- As descargas controladas na Barragem de Alqueva foram interrompidas na sexta-feira à tarde, já que o nível de armazenamento ficou controlado, com perspetiva de poder ser retomadas nos próximos dias.
- O presidente da EDIA, José Pedro Salema, explicou que a interrupção ocorreu porque já não eram necessárias para manter o nível da albufeira, após cerca de 48 horas de descarga.
- A EDIA mantém um acompanhamento constante e, consoante o equilíbrio entre armazenamento, caudais efluentes, afluentes e o nível da água, pode decidir voltar a libertar água a partir de Alqueva.
- Desde a interrupção, o nível de armazenamento subiu alguns centímetros, e o organismo avisa que a situação é muito dinâmica, exigindo monitorização a cada hora.
- A operação de descargas começou na quarta-feira às 16h00; esperava-se um caudal total de descarga de cerca de 1.200 m³/s, com água a seguir para Pedrógão e, depois, para o rio Guadiana.
As descargas controladas na Barragem de Alqueva foram interrompidas na sexta-feira à tarde. O nível de armazenamento já está estável, mas a operação pode regressar nos próximos dias, segundo o presidente da EDIA, José Pedro Salema.
A interrupção ocorreu após cerca de 48 horas de descargas, período em que o nível da albufeira foi controlado. A EDIA mantém um acompanhamento constante e alerta para uma possível reativação das descargas a partir de Alqueva, se as condições assim o exigirem.
Fatores em avaliação
O acompanhamento envolve três variáveis: o armazenamento de água, os caudais efluentes libertados pela barragem, e os afluentes que chegam a Alqueva. A decisão sobre libertar mais ou menos água depende do equilíbrio entre estas parcelas.
Desde a interrupção, o nível de armazenamento já subiu alguns centímetros, indicando melhoria. Contudo, a EDIA reforça a necessidade de monitorização horária da situação.

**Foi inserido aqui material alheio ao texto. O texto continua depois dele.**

//! Structured job logging.
//!
//! Every event carries the job ID and the operation kind so a single job can
//! be followed through interleaved worker output.

use reel_models::JobId;
use tracing::{error, info, warn, Span};

/// Job-scoped logger.
#[derive(Debug, Clone)]
pub struct JobLogger {
    job_id: String,
    operation: String,
}

impl JobLogger {
    /// Create a logger for `job_id` running `operation` (e.g. "broll", "captions").
    pub fn new(job_id: &JobId, operation: &str) -> Self {
        Self {
            job_id: job_id.to_string(),
            operation: operation.to_string(),
        }
    }

    pub fn log_start(&self, message: &str) {
        info!(
            job_id = %self.job_id,
            operation = %self.operation,
            "Job started: {}", message
        );
    }

    pub fn log_progress(&self, message: &str) {
        info!(
            job_id = %self.job_id,
            operation = %self.operation,
            "Job progress: {}", message
        );
    }

    /// Log a strategy that failed but was recovered from.
    pub fn log_fallback(&self, strategy: &str, reason: &str) {
        warn!(
            job_id = %self.job_id,
            operation = %self.operation,
            strategy,
            "Job fallback: {}", reason
        );
    }

    pub fn log_error(&self, message: &str) {
        error!(
            job_id = %self.job_id,
            operation = %self.operation,
            "Job error: {}", message
        );
    }

    pub fn log_completion(&self, size_bytes: u64, duration_sec: f64, elapsed_sec: f64) {
        info!(
            job_id = %self.job_id,
            operation = %self.operation,
            size_bytes,
            duration_sec,
            elapsed_sec,
            "Job completed"
        );
    }

    pub fn job_id(&self) -> &str {
        &self.job_id
    }

    pub fn operation(&self) -> &str {
        &self.operation
    }

    /// Span that engine events are recorded under while the job runs.
    pub fn create_span(&self) -> Span {
        tracing::info_span!(
            "job",
            job_id = %self.job_id,
            operation = %self.operation
        )
    }
}

#[cfg(test)]
mod tests {
    use super::*;

    #[test]
    fn test_job_logger_creation() {
        let job_id = JobId::from_string("job-7");
        let logger = JobLogger::new(&job_id, "captions");

        assert_eq!(logger.job_id(), "job-7");
        assert_eq!(logger.operation(), "captions");
    }

    #[test]
    fn test_logging_without_subscriber() {
        let logger = JobLogger::new(&JobId::new(), "text_short");
        let _guard = logger.create_span().entered();
        logger.log_start("3 cards");
        logger.log_fallback("stream_copy", "codec mismatch");
        logger.log_completion(2048, 12.0, 4.5);
    }
}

A operação de descargas no Alqueva iniciou-se na quarta-feira às 16:00, com a abertura dos descarregadores de meio fundo, para responder aos caudais afluentes elevados no sistema Alqueva-Pedrógão.
Descarregas planeadas
O caudal de descarga inicial foi de 600 m3/s, com o caudal total estimado em 1.200 m3/s, incluindo o caudal turbinado. A água descarregada segue para a Barragem de Pedrógão, que já vinha a descarregar para o Rio Guadiana desde o dia anterior.
A última operação de descargas controladas na barragem, situada entre Portel e Moura, data de 2013, e visou também gerir o volume da albufeira, que se aproximava da capacidade máxima.
A Alqueva tem cota máxima de 152 e capacidade total de armazenamento de 4.150 hectómetros cúbicos de água. A situação permanece dinâmica e sujeita a alterações conforme o monitoramento em curso.